The DAS business segment helps the TSPs to extend their radio frequency (RF) signals inside buildings. At year-end 2019, China Towers had DAS systems that covered nearly 2.6 billion square meters of building space. In addition, the company has deployed DAS for China’s extensive rail transportation systems. At year-end 2019, DAS covered 3,370 km of subways and 5,318 km of high-speed railways.
The TSSAI and Energy business segment leverages microcell and small cell sites for Smart Cities and industrial uses. TSSAI provides site infrastructure, maintenance services and power generation and back-up services for different types of nationwide or regional networks. DAS and TSSAI together account for just seven percent of China Towers’ revenues but are the fastest growing segments.
China Towers’ 2019 capital expenditures were U.S.$3.8 billion. New site construction and augmentation accounted for 73 percent of the total. Site replacement and improvements took another 15 percent while IT systems and corporate facilities tallied the remaining 12 percent.

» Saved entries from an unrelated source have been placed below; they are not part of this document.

//! Normalizer/Validator
//!
//! Total mapping from a raw candidate to a compliant row. Never fails:
//! unrecognized types become `Other`, empty names and identifiers get
//! their documented defaults, and anything but an explicit "new" is reuse.

use krt_core::{NewOrReuse, RawCandidate, ResourceRow, ResourceType, NO_IDENTIFIER, UNKNOWN_RESOURCE};

/// Values that mean "nothing here" when they appear as a name or identifier
const PLACEHOLDERS: &[&str] = &[
    "n/a",
    "na",
    "none",
    "null",
    "unknown",
    "not specified",
    "not available",
    "-",
];

pub fn normalize(candidate: RawCandidate) -> ResourceRow {
    let resource_type = ResourceType::canonicalize(&candidate.resource_type);

    let name = meaningful(&candidate.raw_name);
    let identifier = meaningful(&candidate.raw_identifier);

    let new_or_reuse = candidate
        .raw_new_or_reuse
        .as_deref()
        .and_then(NewOrReuse::parse_label)
        .unwrap_or_default();

    ResourceRow {
        resource_type,
        resource_name: name.unwrap_or_else(|| UNKNOWN_RESOURCE.to_string()),
        source: candidate.raw_vendor,
        identifier: identifier.unwrap_or_else(|| NO_IDENTIFIER.to_string()),
        new_or_reuse,
        additional_info: candidate.raw_additional_info,
    }
}

pub fn normalize_all(candidates: impl IntoIterator<Item = RawCandidate>) -> Vec<ResourceRow> {
    candidates.into_iter().map(normalize).collect()
}

/// Whitespace-collapsed value, or `None` when blank or a placeholder
fn meaningful(raw: &str) -> Option<String> {
    let collapsed = raw.split_whitespace().collect::<Vec<_>>().join(" ");
    if collapsed.is_empty() || is_placeholder(&collapsed) {
        None
    } else {
        Some(collapsed)
    }
}

fn is_placeholder(value: &str) -> bool {
    let lowered = value.to_lowercase();
    PLACEHOLDERS.contains(&lowered.as_str())
}

#[cfg(test)]
mod tests {
    use super::*;
    use proptest::prelude::*;

    #[test]
    fn test_defaults_for_empty_fields() {
        let row = normalize(RawCandidate::new("Antibody", "  "));
        assert_eq!(row.resource_name, UNKNOWN_RESOURCE);
        assert_eq!(row.identifier, NO_IDENTIFIER);
        assert_eq!(row.new_or_reuse, NewOrReuse::Reuse);
        assert!(!row.has_identifier());
    }

    #[test]
    fn test_unknown_type_becomes_other() {
        let row = normalize(RawCandidate::new("Kit", "RNeasy"));
        assert_eq!(row.resource_type, ResourceType::Other);
        assert_eq!(row.resource_name, "RNeasy");
    }

    #[test]
    fn test_type_match_is_case_insensitive() {
        let row = normalize(RawCandidate::new("software/CODE", "Fiji"));
        assert_eq!(row.resource_type, ResourceType::SoftwareCode);
    }

    #[test]
    fn test_new_or_reuse_only_exact_labels() {
        let new = normalize(RawCandidate::new("Dataset", "x").with_new_or_reuse("NEW"));
        assert_eq!(new.new_or_reuse, NewOrReuse::New);

        let fuzzy = normalize(RawCandidate::new("Dataset", "x").with_new_or_reuse("newly made"));
        assert_eq!(fuzzy.new_or_reuse, NewOrReuse::Reuse);
    }

    #[test]
    fn test_placeholders_treated_as_empty() {
        let row = normalize(
            RawCandidate::new("Antibody", "N/A").with_identifier(" Not specified "),
        );
        assert_eq!(row.resource_name, UNKNOWN_RESOURCE);
        assert_eq!(row.identifier, NO_IDENTIFIER);
    }

    #[test]
    fn test_source_and_info_pass_through() {
        let row = normalize(
            RawCandidate::new("Antibody", "anti-GFP\n antibody")
                .with_identifier("RRID:AB_123456")
                .with_vendor("Abcam")
                .with_additional_info("1:500"),
        );
        assert_eq!(row.resource_name, "anti-GFP antibody");
        assert_eq!(row.source, "Abcam");
        assert_eq!(row.identifier, "RRID:AB_123456");
        assert_eq!(row.additional_info, "1:500");
    }

    proptest! {
        #[test]
        fn prop_rows_are_always_compliant(
            resource_type in ".{0,40}",
            name in ".{0,40}",
            identifier in ".{0,40}",
            new_or_reuse in proptest::option::of(".{0,10}"),
        ) {
            let mut candidate = RawCandidate::new(resource_type, name).with_identifier(identifier);
            candidate.raw_new_or_reuse = new_or_reuse;
            let row = normalize(candidate);

            prop_assert!(ResourceType::ALL.contains(&row.resource_type));
            prop_assert!(!row.resource_name.trim().is_empty());
            prop_assert!(!row.identifier.trim().is_empty());
        }
    }
}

China Tower’s strategy to support its TSPs with their 5G rollouts is called “One Core and Two Wings” which is essentially a shared infrastructure approach that enables the wireless carriers to deploy 5G rapidly anywhere in China Towers’ coverage area. To that end, Ericsson (NasdaqGS: ERIC) recently signed a technology and strategic partnership deal with both China Unicom and China Telecom. The two carriers will utilize Ericsson’s radio system products and solutions to build a shared 5G network on China Tower’s infrastructure.